- Exercise goal
All of the data that follows needs to be printed again, exactly as it reads.

[Items listed in a dataset]
+-------+

//! Chunk receipt with idempotent replay and single-shot completion.

use std::sync::Arc;

use photoloom_protocol::{
    ChunkProgress, ChunkStatus, ChunkUploadResponse, ChunkUploadStatus, ReceiverState,
    TargetStatus, percentage,
};
use photoloom_storage::ObjectBody;
use tracing::{debug, error, info, warn};
use uuid::Uuid;

use crate::assembler::Assembler;
use crate::chunked::checksum_bytes;
use crate::context::UploadContext;
use crate::error::UploadError;
use crate::ledger::Claim;
use crate::types::{ChunkRecord, ChunkSubmission, UploadTarget, chunk_key};
use crate::validation::validate_chunk;

const CHUNK_CONTENT_TYPE: &str = "application/octet-stream";

pub struct ChunkReceiver {
    ctx: UploadContext,
    assembler: Arc<Assembler>,
}

impl ChunkReceiver {
    pub fn new(ctx: UploadContext, assembler: Arc<Assembler>) -> Self {
        Self { ctx, assembler }
    }

    /// Stores one chunk and records it in the ledger.
    ///
    /// Replaying an index that is already uploaded returns the current
    /// aggregate without writing anything. The submission that brings the
    /// uploaded count to the declared total schedules assembly on the upload
    /// pool and returns without waiting for it. If that scheduling failed, a
    /// replay of any chunk schedules it again.
    pub async fn submit_chunk(
        &self,
        caller: Uuid,
        chunk: ChunkSubmission,
    ) -> Result<ChunkUploadResponse, UploadError> {
        let target = self.ctx.authorized_target(caller, chunk.target_id).await?;
        validate_chunk(&target, &chunk)?;

        let existing = self.ctx.ledger.get(target.id, chunk.index).await?;
        if existing.is_some_and(|r| r.status == ChunkStatus::Uploaded) {
            return self.duplicate(&target, chunk.index).await;
        }
        if target.status != TargetStatus::Uploading {
            return Err(UploadError::Validation(format!(
                "upload {} is {:?} and no longer accepts chunks",
                target.id, target.status
            )));
        }

        let size = chunk.data.len() as u64;
        let checksum = chunk
            .checksum
            .as_deref()
            .filter(|c| !c.is_empty())
            .map(str::to_ascii_lowercase)
            .unwrap_or_else(|| checksum_bytes(&chunk.data));
        let record = ChunkRecord::pending(target.id, chunk.index, size, checksum);

        match self.ctx.ledger.claim(record).await? {
            Claim::Acquired(record) if record.retry_count > 0 => {
                debug!(target_id = %target.id, index = chunk.index, retry = record.retry_count, "resubmitted chunk");
            }
            Claim::Acquired(_) => {}
            Claim::AlreadyUploaded(_) => {
                return self.duplicate(&target, chunk.index).await;
            }
            Claim::InFlight => {
                return self.in_progress(&target, chunk.index).await;
            }
        }

        let key = chunk_key(target.id, chunk.index);
        if let Err(e) = self
            .ctx
            .storage
            .store(&key, ObjectBody::Bytes(chunk.data), CHUNK_CONTENT_TYPE, size)
            .await
        {
            warn!(target_id = %target.id, index = chunk.index, error = %e, "chunk store failed");
            self.ctx.ledger.mark_failed(target.id, chunk.index).await?;
            return Err(e.into());
        }

        let uploaded = self.ctx.ledger.mark_uploaded(target.id, chunk.index).await?;
        let progress = self
            .ctx
            .progress
            .record_chunk(target.id, size)
            .map_or_else(|| percentage(0, target.total_bytes), |s| s.percentage);
        debug!(
            target_id = %target.id,
            index = chunk.index,
            uploaded,
            total = target.total_chunks,
            "chunk stored"
        );

        if uploaded == target.total_chunks {
            if let Err(e) = self.schedule_assembly(target.id).await {
                warn!(target_id = %target.id, error = %e, "assembly not scheduled, a replay will retry");
                return Err(e);
            }
            return Ok(ChunkUploadResponse {
                target_id: target.id,
                chunk_index: chunk.index,
                status: ChunkUploadStatus::Completed,
                uploaded_chunks: uploaded,
                total_chunks: target.total_chunks,
                progress,
                message: "all chunks received, assembling".into(),
            });
        }

        Ok(ChunkUploadResponse {
            target_id: target.id,
            chunk_index: chunk.index,
            status: ChunkUploadStatus::Uploaded,
            uploaded_chunks: uploaded,
            total_chunks: target.total_chunks,
            progress,
            message: format!("chunk {} received", chunk.index),
        })
    }

    /// Which indices have landed and which are still missing.
    pub async fn chunk_progress(
        &self,
        caller: Uuid,
        target_id: Uuid,
    ) -> Result<ChunkProgress, UploadError> {
        let target = self.ctx.authorized_target(caller, target_id).await?;
        let uploaded = self.ctx.ledger.uploaded_indices(target_id).await?;
        let missing_indices = (0..target.total_chunks)
            .filter(|i| uploaded.binary_search(i).is_err())
            .collect();
        let uploaded_count = uploaded.len() as u32;
        Ok(ChunkProgress {
            target_id,
            uploaded_count,
            total_chunks: target.total_chunks,
            missing_indices,
            state: ReceiverState::from_counts(uploaded_count, target.total_chunks),
        })
    }

    /// Reports the current aggregate for an index that is already stored.
    ///
    /// A complete ledger on a target still UPLOADING means the assembly task
    /// was never accepted; it is scheduled again here and the catalog claim
    /// keeps a second run from doing anything.
    async fn duplicate(
        &self,
        target: &UploadTarget,
        index: u32,
    ) -> Result<ChunkUploadResponse, UploadError> {
        let (uploaded_chunks, progress) = self.aggregate(target).await?;
        let mut message = format!("chunk {index} already received");
        if uploaded_chunks == target.total_chunks && target.status == TargetStatus::Uploading {
            self.schedule_assembly(target.id).await?;
            message = "all chunks received, assembling".into();
        } else {
            debug!(target_id = %target.id, index, "duplicate chunk ignored");
        }
        Ok(ChunkUploadResponse {
            target_id: target.id,
            chunk_index: index,
            status: ChunkUploadStatus::Duplicate,
            uploaded_chunks,
            total_chunks: target.total_chunks,
            progress,
            message,
        })
    }

    async fn in_progress(
        &self,
        target: &UploadTarget,
        index: u32,
    ) -> Result<ChunkUploadResponse, UploadError> {
        let (uploaded_chunks, progress) = self.aggregate(target).await?;
        debug!(target_id = %target.id, index, "chunk already being stored");
        Ok(ChunkUploadResponse {
            target_id: target.id,
            chunk_index: index,
            status: ChunkUploadStatus::InProgress,
            uploaded_chunks,
            total_chunks: target.total_chunks,
            progress,
            message: format!("chunk {index} is still being stored, resubmit to confirm"),
        })
    }

    async fn aggregate(&self, target: &UploadTarget) -> Result<(u32, f64), UploadError> {
        let records = self.ctx.ledger.uploaded_records(target.id).await?;
        let uploaded_bytes = records.iter().map(|r| r.size).sum();
        Ok((
            records.len() as u32,
            percentage(uploaded_bytes, target.total_bytes),
        ))
    }

    async fn schedule_assembly(&self, target_id: Uuid) -> Result<(), UploadError> {
        info!(%target_id, "all chunks received, scheduling assembly");
        let assembler = Arc::clone(&self.assembler);
        let task = async move {
            if let Err(e) = assembler.assemble(target_id).await {
                error!(%target_id, error = %e, "assembly could not start");
            }
        };
        self.ctx.pools.upload.submit(task).await?;
        Ok(())
    }
}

+-------+

- Solution to the exercise
//! Chunk receipt with idempotent replay and single-shot completion.

use std::sync::Arc;

use photoloom_protocol::{
    ChunkProgress, ChunkStatus, ChunkUploadResponse, ChunkUploadStatus, ReceiverState,
    TargetStatus, percentage,
};
use photoloom_storage::ObjectBody;
use tracing::{debug, error, info, warn};
use uuid::Uuid;

use crate::assembler::Assembler;
use crate::chunked::checksum_bytes;
use crate::context::UploadContext;
use crate::error::UploadError;
use crate::ledger::Claim;
use crate::types::{ChunkRecord, ChunkSubmission, UploadTarget, chunk_key};
use crate::validation::validate_chunk;

const CHUNK_CONTENT_TYPE: &str = "application/octet-stream";

pub struct ChunkReceiver {
    ctx: UploadContext,
    assembler: Arc<Assembler>,
}

impl ChunkReceiver {
    pub fn new(ctx: UploadContext, assembler: Arc<Assembler>) -> Self {
        Self { ctx, assembler }
    }

    /// Stores one chunk and records it in the ledger.
    ///
    /// Replaying an index that is already uploaded returns the current
    /// aggregate without writing anything. The submission that brings the
    /// uploaded count to the declared total schedules assembly on the upload
    /// pool and returns without waiting for it. If that scheduling failed, a
    /// replay of any chunk schedules it again.
    pub async fn submit_chunk(
        &self,
        caller: Uuid,
        chunk: ChunkSubmission,
    ) -> Result<ChunkUploadResponse, UploadError> {
        let target = self.ctx.authorized_target(caller, chunk.target_id).await?;
        validate_chunk(&target, &chunk)?;

        let existing = self.ctx.ledger.get(target.id, chunk.index).await?;
        if existing.is_some_and(|r| r.status == ChunkStatus::Uploaded) {
            return self.duplicate(&target, chunk.index).await;
        }
        if target.status != TargetStatus::Uploading {
            return Err(UploadError::Validation(format!(
                "upload {} is {:?} and no longer accepts chunks",
                target.id, target.status
            )));
        }

        let size = chunk.data.len() as u64;
        let checksum = chunk
            .checksum
            .as_deref()
            .filter(|c| !c.is_empty())
            .map(str::to_ascii_lowercase)
            .unwrap_or_else(|| checksum_bytes(&chunk.data));
        let record = ChunkRecord::pending(target.id, chunk.index, size, checksum);

        match self.ctx.ledger.claim(record).await? {
            Claim::Acquired(record) if record.retry_count > 0 => {
                debug!(target_id = %target.id, index = chunk.index, retry = record.retry_count, "resubmitted chunk");
            }
            Claim::Acquired(_) => {}
            Claim::AlreadyUploaded(_) => {
                return self.duplicate(&target, chunk.index).await;
            }
            Claim::InFlight => {
                return self.in_progress(&target, chunk.index).await;
            }
        }

        let key = chunk_key(target.id, chunk.index);
        if let Err(e) = self
            .ctx
            .storage
            .store(&key, ObjectBody::Bytes(chunk.data), CHUNK_CONTENT_TYPE, size)
            .await
        {
            warn!(target_id = %target.id, index = chunk.index, error = %e, "chunk store failed");
            self.ctx.ledger.mark_failed(target.id, chunk.index).await?;
            return Err(e.into());
        }

        let uploaded = self.ctx.ledger.mark_uploaded(target.id, chunk.index).await?;
        let progress = self
            .ctx
            .progress
            .record_chunk(target.id, size)
            .map_or_else(|| percentage(0, target.total_bytes), |s| s.percentage);
        debug!(
            target_id = %target.id,
            index = chunk.index,
            uploaded,
            total = target.total_chunks,
            "chunk stored"
        );

        if uploaded == target.total_chunks {
            if let Err(e) = self.schedule_assembly(target.id).await {
                warn!(target_id = %target.id, error = %e, "assembly not scheduled, a replay will retry");
                return Err(e);
            }
            return Ok(ChunkUploadResponse {
                target_id: target.id,
                chunk_index: chunk.index,
                status: ChunkUploadStatus::Completed,
                uploaded_chunks: uploaded,
                total_chunks: target.total_chunks,
                progress,
                message: "all chunks received, assembling".into(),
            });
        }

        Ok(ChunkUploadResponse {
            target_id: target.id,
            chunk_index: chunk.index,
            status: ChunkUploadStatus::Uploaded,
            uploaded_chunks: uploaded,
            total_chunks: target.total_chunks,
            progress,
            message: format!("chunk {} received", chunk.index),
        })
    }

    /// Which indices have landed and which are still missing.
    pub async fn chunk_progress(
        &self,
        caller: Uuid,
        target_id: Uuid,
    ) -> Result<ChunkProgress, UploadError> {
        let target = self.ctx.authorized_target(caller, target_id).await?;
        let uploaded = self.ctx.ledger.uploaded_indices(target_id).await?;
        let missing_indices = (0..target.total_chunks)
            .filter(|i| uploaded.binary_search(i).is_err())
            .collect();
        let uploaded_count = uploaded.len() as u32;
        Ok(ChunkProgress {
            target_id,
            uploaded_count,
            total_chunks: target.total_chunks,
            missing_indices,
            state: ReceiverState::from_counts(uploaded_count, target.total_chunks),
        })
    }

    /// Reports the current aggregate for an index that is already stored.
    ///
    /// A complete ledger on a target still UPLOADING means the assembly task
    /// was never accepted; it is scheduled again here and the catalog claim
    /// keeps a second run from doing anything.
    async fn duplicate(
        &self,
        target: &UploadTarget,
        index: u32,
    ) -> Result<ChunkUploadResponse, UploadError> {
        let (uploaded_chunks, progress) = self.aggregate(target).await?;
        let mut message = format!("chunk {index} already received");
        if uploaded_chunks == target.total_chunks && target.status == TargetStatus::Uploading {
            self.schedule_assembly(target.id).await?;
            message = "all chunks received, assembling".into();
        } else {
            debug!(target_id = %target.id, index, "duplicate chunk ignored");
        }
        Ok(ChunkUploadResponse {
            target_id: target.id,
            chunk_index: index,
            status: ChunkUploadStatus::Duplicate,
            uploaded_chunks,
            total_chunks: target.total_chunks,
            progress,
            message,
        })
    }

    async fn in_progress(
        &self,
        target: &UploadTarget,
        index: u32,
    ) -> Result<ChunkUploadResponse, UploadError> {
        let (uploaded_chunks, progress) = self.aggregate(target).await?;
        debug!(target_id = %target.id, index, "chunk already being stored");
        Ok(ChunkUploadResponse {
            target_id: target.id,
            chunk_index: index,
            status: ChunkUploadStatus::InProgress,
            uploaded_chunks,
            total_chunks: target.total_chunks,
            progress,
            message: format!("chunk {index} is still being stored, resubmit to confirm"),
        })
    }

    async fn aggregate(&self, target: &UploadTarget) -> Result<(u32, f64), UploadError> {
        let records = self.ctx.ledger.uploaded_records(target.id).await?;
        let uploaded_bytes = records.iter().map(|r| r.size).sum();
        Ok((
            records.len() as u32,
            percentage(uploaded_bytes, target.total_bytes),
        ))
    }

    async fn schedule_assembly(&self, target_id: Uuid) -> Result<(), UploadError> {
        info!(%target_id, "all chunks received, scheduling assembly");
        let assembler = Arc::clone(&self.assembler);
        let task = async move {
            if let Err(e) = assembler.assemble(target_id).await {
                error!(%target_id, error = %e, "assembly could not start");
            }
        };
        self.ctx.pools.upload.submit(task).await?;
        Ok(())
    }
}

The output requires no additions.